- WHAT YOU SHOULD DO -
State only the number of lines below where the word "AppModule" is found.

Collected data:
--

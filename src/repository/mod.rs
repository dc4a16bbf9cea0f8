//! Document repository contract and its in-memory and Postgres implementations.
//!
//! A repository owns one collection of JSON documents keyed by the string field `_id`.
//! Queries are containment matches: a document matches when every key of the query is
//! present with an equal (or, for objects and arrays, contained) value.

mod memory;
pub(crate) mod postgres;

pub use memory::{MemoryRepository, MemoryStore};
pub use postgres::PgRepository;

use async_trait::async_trait;
use serde_json::{Map, Value};
use thiserror::Error;

/// A stored document. Always carries a string `_id` once persisted.
pub type Document = Map<String, Value>;

/// Identity field of every document.
pub const ID_FIELD: &str = "_id";

#[derive(Error, Debug)]
pub enum StoreError {
    #[error("invalid collection name: {0}")]
    InvalidCollection(String),
    #[error("stored payload for '{0}' is not a JSON object")]
    Corrupt(String),
    #[error("invalid update: {0}")]
    InvalidUpdate(String),
    #[error("serialization: {0}")]
    Serialization(#[from] serde_json::Error),
    #[error("database: {0}")]
    Database(#[from] sqlx::Error),
}

/// Field-level modification: `$set` replaces top-level fields, `$unset` removes them.
/// `_id` is never touched by either.
#[derive(Clone, Debug, Default, PartialEq)]
pub struct Update {
    set: Document,
    unset: Vec<String>,
}

impl Update {
    pub fn set(fields: Document) -> Self {
        Self {
            set: fields,
            unset: Vec::new(),
        }
    }

    pub fn unset(mut self, field: impl Into<String>) -> Self {
        self.unset.push(field.into());
        self
    }

    /// Parse the operator form `{"$set": {...}, "$unset": {"field": ""}}`.
    pub fn from_operators(value: &Value) -> Result<Self, StoreError> {
        let ops = value
            .as_object()
            .ok_or_else(|| StoreError::InvalidUpdate("update must be a JSON object".into()))?;
        let mut update = Update::default();
        for (op, arg) in ops {
            match (op.as_str(), arg) {
                ("$set", Value::Object(fields)) => update.set.extend(fields.clone()),
                ("$unset", Value::Object(fields)) => update.unset.extend(fields.keys().cloned()),
                ("$set" | "$unset", _) => {
                    return Err(StoreError::InvalidUpdate(format!("{} expects an object", op)))
                }
                _ => return Err(StoreError::InvalidUpdate(format!("unsupported operator {}", op))),
            }
        }
        Ok(update)
    }

    pub fn set_fields(&self) -> Document {
        let mut fields = self.set.clone();
        fields.remove(ID_FIELD);
        fields
    }

    pub fn unset_fields(&self) -> Vec<String> {
        self.unset.iter().filter(|f| f.as_str() != ID_FIELD).cloned().collect()
    }

    pub fn apply(&self, doc: &mut Document) {
        for (key, value) in self.set_fields() {
            doc.insert(key, value);
        }
        for key in self.unset_fields() {
            doc.remove(&key);
        }
    }
}

/// Asynchronous CRUD over one collection. Operations addressing a single document return
/// `None` when nothing matched; callers turn that into a 404.
#[async_trait]
pub trait Repository: Send + Sync {
    fn collection_name(&self) -> &str;

    /// Insert, or upsert when the document already carries an `_id`. Returns the stored document.
    async fn save(&self, doc: Document) -> Result<Document, StoreError>;

    async fn get(&self, id: &str) -> Result<Option<Document>, StoreError>;

    async fn list(&self) -> Result<Vec<Document>, StoreError>;

    async fn find(&self, query: &Document) -> Result<Vec<Document>, StoreError>;

    async fn find_one(&self, query: &Document) -> Result<Option<Document>, StoreError>;

    /// Returns the document after the update.
    async fn update_by_id(&self, id: &str, update: &Update) -> Result<Option<Document>, StoreError>;

    /// Updates the first match. Returns the document after the update.
    async fn update(&self, query: &Document, update: &Update) -> Result<Option<Document>, StoreError>;

    /// Replaces the whole document, keeping `id` as its identity.
    async fn replace_by_id(&self, id: &str, doc: Document) -> Result<Option<Document>, StoreError>;

    async fn replace(&self, query: &Document, doc: Document) -> Result<Option<Document>, StoreError>;

    /// Returns the deleted document.
    async fn delete_by_id(&self, id: &str) -> Result<Option<Document>, StoreError>;

    async fn delete(&self, query: &Document) -> Result<Option<Document>, StoreError>;

    /// Removes every document, returning how many were removed.
    async fn delete_all(&self) -> Result<u64, StoreError>;

    async fn drop_collection(&self) -> Result<(), StoreError>;

    /// Releases the binding. Called when the router generation using it is drained.
    async fn close(&self) {}
}

pub fn generate_id() -> String {
    uuid::Uuid::new_v4().to_string()
}

pub fn id_of(doc: &Document) -> Option<&str> {
    doc.get(ID_FIELD).and_then(Value::as_str)
}

pub fn with_id(mut doc: Document, id: &str) -> Document {
    doc.insert(ID_FIELD.to_string(), Value::String(id.to_string()));
    doc
}

/// JSON containment, the same relation as Postgres `jsonb @>`.
pub fn contains(doc: &Value, query: &Value) -> bool {
    match (doc, query) {
        (Value::Object(d), Value::Object(q)) => q
            .iter()
            .all(|(k, qv)| d.get(k).map_or(false, |dv| contains(dv, qv))),
        (Value::Array(d), Value::Array(q)) => q.iter().all(|qv| d.iter().any(|dv| contains(dv, qv))),
        (d, q) => d == q,
    }
}

pub fn matches(doc: &Document, query: &Document) -> bool {
    query
        .iter()
        .all(|(k, qv)| doc.get(k).map_or(false, |dv| contains(dv, qv)))
}
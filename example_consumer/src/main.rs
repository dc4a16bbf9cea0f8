//! Example consumer: a separate crate that defines its own resource modules and serves them
//! with resource-server's configuration merger and server controller.
//!
//! Run from repo root: `cargo run -p example-consumer`
//! Or from this directory: `cargo run`

use async_trait::async_trait;
use resource_server::{
    default_sources, AppError, AppModule, Application, ConfigMerger, Configuration, MemoryStore, PropertiesSource,
    RepoModule, ResourceModule, ServerController, Validator,
};
use serde::Deserialize;
use std::path::Path;
use std::sync::Arc;

#[derive(Deserialize)]
struct Article {
    title: Option<String>,
}

/// Articles are loaded out of band; HTTP only reads them.
struct Articles;

impl ResourceModule for Articles {
    type Doc = Article;

    fn name(&self) -> &str {
        "articles"
    }

    fn save_validator(&self) -> Validator<Article> {
        Validator::builder()
            .constraint("title", |a: &Article| a.title.as_deref(), |c| c.not_null().not_blank())
            .build()
    }

    fn create_enabled(&self) -> bool {
        false
    }

    fn update_enabled(&self) -> bool {
        false
    }

    fn delete_enabled(&self) -> bool {
        false
    }
}

#[derive(Deserialize)]
struct Account {
    email: Option<String>,
    confirm: Option<bool>,
}

/// Accounts can only be deleted with `{"confirm": true}` in the request body.
struct Accounts;

impl ResourceModule for Accounts {
    type Doc = Account;

    fn name(&self) -> &str {
        "accounts"
    }

    fn save_validator(&self) -> Validator<Account> {
        Validator::builder()
            .constraint("email", |a: &Account| a.email.as_deref(), |c| c.not_null().email())
            .build()
    }

    fn delete_validator(&self) -> Validator<Account> {
        Validator::builder()
            .constraint(
                "confirm",
                |a: &Account| a.confirm.as_ref(),
                |c| c.predicate_nullable("confirmRequired", "\"{0}\" must be true to delete", |v| v == Some(&true)),
            )
            .build()
    }
}

#[derive(Default)]
struct Consumer {
    store: Arc<MemoryStore>,
}

#[async_trait]
impl Application for Consumer {
    async fn modules(&self, _config: &Configuration) -> Result<Vec<Box<dyn AppModule>>, AppError> {
        let modules: Vec<Box<dyn AppModule>> = vec![
            Box::new(RepoModule::new(Articles, self.store.collection("articles"))),
            Box::new(RepoModule::new(Accounts, self.store.collection("accounts"))),
        ];
        Ok(modules)
    }
}

#[tokio::main]
async fn main() -> Result<(), Box<dyn std::error::Error>> {
    dotenvy::dotenv().ok();
    tracing_subscriber::fmt()
        .with_env_filter(
            tracing_subscriber::EnvFilter::try_from_default_env()
                .unwrap_or_else(|_| tracing_subscriber::EnvFilter::new("resource_server=info,example_consumer=info")),
        )
        .init();

    let merger = Arc::new(ConfigMerger::new(default_sources(
        Path::new("conf"),
        "consumer",
        PropertiesSource::default(),
    )));
    merger.retrieve().await;
    let _watch = merger.listen()?;

    let handle = ServerController::start(Arc::new(Consumer::default()), merger).await?;
    if let Some(addr) = handle.local_addr() {
        tracing::info!("Example consumer listening on http://{}", addr);
    }
    tokio::signal::ctrl_c().await?;
    handle.shutdown().await;
    Ok(())
}
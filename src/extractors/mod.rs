//! Request extractors.

pub mod locale;
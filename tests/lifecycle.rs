use resource_server::config::{ConfigMerger, ConfigSource, MemorySource};
use resource_server::{AppError, BounceRequest, Catalog, ServerController, ServerHandle, ServerState};
use serde_json::{json, Value};
use std::net::SocketAddr;
use std::sync::Arc;
use std::time::Duration;

async fn merger_with(initial: Value) -> Arc<ConfigMerger> {
    let source: Arc<dyn ConfigSource> = MemorySource::new(initial);
    let merger = Arc::new(ConfigMerger::new(vec![source]));
    merger.retrieve().await;
    merger
}

async fn start(merger: &Arc<ConfigMerger>) -> ServerHandle {
    ServerController::start(Arc::new(Catalog::new()), merger.clone()).await.unwrap()
}

fn local() -> Value {
    json!({"host": "127.0.0.1", "port": 0, "mode": "test"})
}

async fn eventually(what: &str, check: impl Fn() -> bool) {
    for _ in 0..250 {
        if check() {
            return;
        }
        tokio::time::sleep(Duration::from_millis(20)).await;
    }
    panic!("timed out waiting for {}", what);
}

async fn get_json(addr: SocketAddr, path: &str) -> (u16, Value) {
    let response = reqwest::get(format!("http://{}{}", addr, path)).await.unwrap();
    let status = response.status().as_u16();
    (status, response.json().await.unwrap())
}

#[tokio::test]
async fn info_reports_the_active_configuration() {
    let merger = merger_with(local()).await;
    let handle = start(&merger).await;
    let addr = handle.local_addr().unwrap();

    let (status, info) = get_json(addr, "/info").await;
    assert_eq!(status, 200);
    assert_eq!(info["mode"], "test");
    assert_eq!(info["debug"], false);
    assert_eq!(info["version"], env!("CARGO_PKG_VERSION"));

    let (status, _) = get_json(addr, "/health").await;
    assert_eq!(status, 200);
    handle.shutdown().await;
}

#[tokio::test]
async fn configuration_change_bounces_the_server() {
    let merger = merger_with(local()).await;
    let handle = start(&merger).await;
    let first = handle.local_addr().unwrap();

    let client = reqwest::Client::new();
    let created: Value = client
        .post(format!("http://{}/widgets", first))
        .json(&json!({"name": "gear"}))
        .send()
        .await
        .unwrap()
        .json()
        .await
        .unwrap();
    let id = created["_id"].as_str().unwrap().to_string();

    assert!(merger.merge(json!({"debug": true})).is_some());
    eventually("bounce", || handle.stats().completed() == 1).await;
    let second = handle.local_addr().unwrap();

    let (_, info) = get_json(second, "/info").await;
    assert_eq!(info["debug"], true);
    // In-memory collections outlive the router generation.
    let (status, widget) = get_json(second, &format!("/widgets/{}", id)).await;
    assert_eq!(status, 200);
    assert_eq!(widget["name"], "gear");

    handle.shutdown().await;
}

#[tokio::test]
async fn initial_bind_failure_is_returned() {
    let taken = std::net::TcpListener::bind("127.0.0.1:0").unwrap();
    let port = taken.local_addr().unwrap().port();
    let merger = merger_with(json!({"host": "127.0.0.1", "port": port})).await;

    let err = ServerController::start(Arc::new(Catalog::new()), merger).await.err().unwrap();
    assert!(matches!(err, AppError::Bind { .. }));
}

#[tokio::test]
async fn failed_bounce_stops_the_server_until_the_next_change() {
    let merger = merger_with(local()).await;
    let handle = start(&merger).await;
    let taken = std::net::TcpListener::bind("127.0.0.1:0").unwrap();
    let port = taken.local_addr().unwrap().port();

    merger.merge(json!({"port": port}));
    eventually("failed bounce", || handle.stats().failed() == 1).await;
    assert_eq!(handle.state(), ServerState::Stopped);
    assert_eq!(handle.local_addr(), None);

    merger.merge(json!({"port": 0}));
    eventually("recovery", || handle.stats().completed() == 1).await;
    let addr = handle.local_addr().unwrap();
    let (status, _) = get_json(addr, "/health").await;
    assert_eq!(status, 200);

    handle.shutdown().await;
}

#[tokio::test]
async fn bounce_requests_coalesce_into_the_pending_slot() {
    let merger = merger_with(local()).await;
    let handle = start(&merger).await;

    let mut queued = 0;
    let mut coalesced = 0;
    for _ in 0..20 {
        match handle.bounce() {
            BounceRequest::Queued => queued += 1,
            BounceRequest::Coalesced => coalesced += 1,
            BounceRequest::Closed => panic!("server closed"),
        }
    }
    assert_eq!(queued + coalesced, 20);
    assert!(queued >= 1);
    assert_eq!(handle.stats().coalesced(), coalesced);

    eventually("queued bounces to finish", || {
        handle.stats().completed() + handle.stats().failed() == queued
    })
    .await;
    assert_eq!(handle.stats().failed(), 0);
    assert!(matches!(handle.state(), ServerState::Listening(_)));
    handle.shutdown().await;
}

#[tokio::test]
async fn shutdown_drains_and_stops() {
    let merger = merger_with(local()).await;
    let handle = start(&merger).await;
    let addr = handle.local_addr().unwrap();
    let state = handle.subscribe_state();

    handle.shutdown().await;
    assert_eq!(*state.borrow(), ServerState::Stopped);
    assert!(reqwest::get(format!("http://{}/health", addr)).await.is_err());
}

#[tokio::test]
async fn stopped_servers_leave_no_listener_behind() {
    let merger = merger_with(local()).await;
    for _ in 0..3 {
        let handle = start(&merger).await;
        assert_eq!(merger.listener_count(), 1);
        handle.shutdown().await;
    }
    assert_eq!(merger.listener_count(), 0);
    assert!(merger.merge(json!({"debug": true})).is_some());
    assert_eq!(merger.listener_count(), 0);
}
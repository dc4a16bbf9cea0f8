//! Common routes: health, version, info.

use crate::config::Configuration;
use axum::{extract::State, routing::get, Json, Router};
use serde::Serialize;
use std::sync::Arc;

/// Path segments owned by the common routes; resource modules cannot use them.
pub const RESERVED_NAMES: &[&str] = &["health", "version", "info"];

/// Transport crate reported by `/info`.
const AXUM_VERSION: &str = "0.7";

#[derive(Serialize)]
struct HealthBody {
    status: &'static str,
}

#[derive(Serialize)]
#[serde(rename_all = "camelCase")]
struct InfoBody {
    version: &'static str,
    rust_version: &'static str,
    axum: &'static str,
    mode: String,
    debug: bool,
}

async fn health() -> Json<HealthBody> {
    Json(HealthBody { status: "ok" })
}

async fn version() -> Json<serde_json::Value> {
    Json(serde_json::json!({
        "name": env!("CARGO_PKG_NAME"),
        "version": env!("CARGO_PKG_VERSION")
    }))
}

async fn info(State(config): State<Arc<Configuration>>) -> Json<InfoBody> {
    Json(InfoBody {
        version: env!("CARGO_PKG_VERSION"),
        rust_version: env!("CARGO_PKG_RUST_VERSION"),
        axum: AXUM_VERSION,
        mode: config.mode().to_string(),
        debug: config.debug(),
    })
}

/// GET /health, GET /version, GET /info. `/info` reports the snapshot the router was built from.
pub fn common_routes(config: Arc<Configuration>) -> Router {
    Router::new()
        .route("/health", get(health))
        .route("/version", get(version))
        .route("/info", get(info))
        .route("/info/", get(info))
        .with_state(config)
}

#[cfg(test)]
mod tests {
    use super::*;
    use axum::{body::Body, http::Request, http::StatusCode};
    use serde_json::{json, Value};
    use tower::ServiceExt;

    #[tokio::test]
    async fn info_reports_mode_and_debug() {
        let config = Arc::new(Configuration::resolve(json!({"mode": "uat", "debug": true})));
        let response = common_routes(config)
            .oneshot(Request::builder().uri("/info").body(Body::empty()).unwrap())
            .await
            .unwrap();
        assert_eq!(response.status(), StatusCode::OK);
        let bytes = axum::body::to_bytes(response.into_body(), usize::MAX).await.unwrap();
        let body: Value = serde_json::from_slice(&bytes).unwrap();
        assert_eq!(body["mode"], "uat");
        assert_eq!(body["debug"], true);
        assert_eq!(body["version"], env!("CARGO_PKG_VERSION"));
        assert!(body["rustVersion"].is_string());
        assert_eq!(body["axum"], "0.7");
    }
}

--

- SOLUTION -
3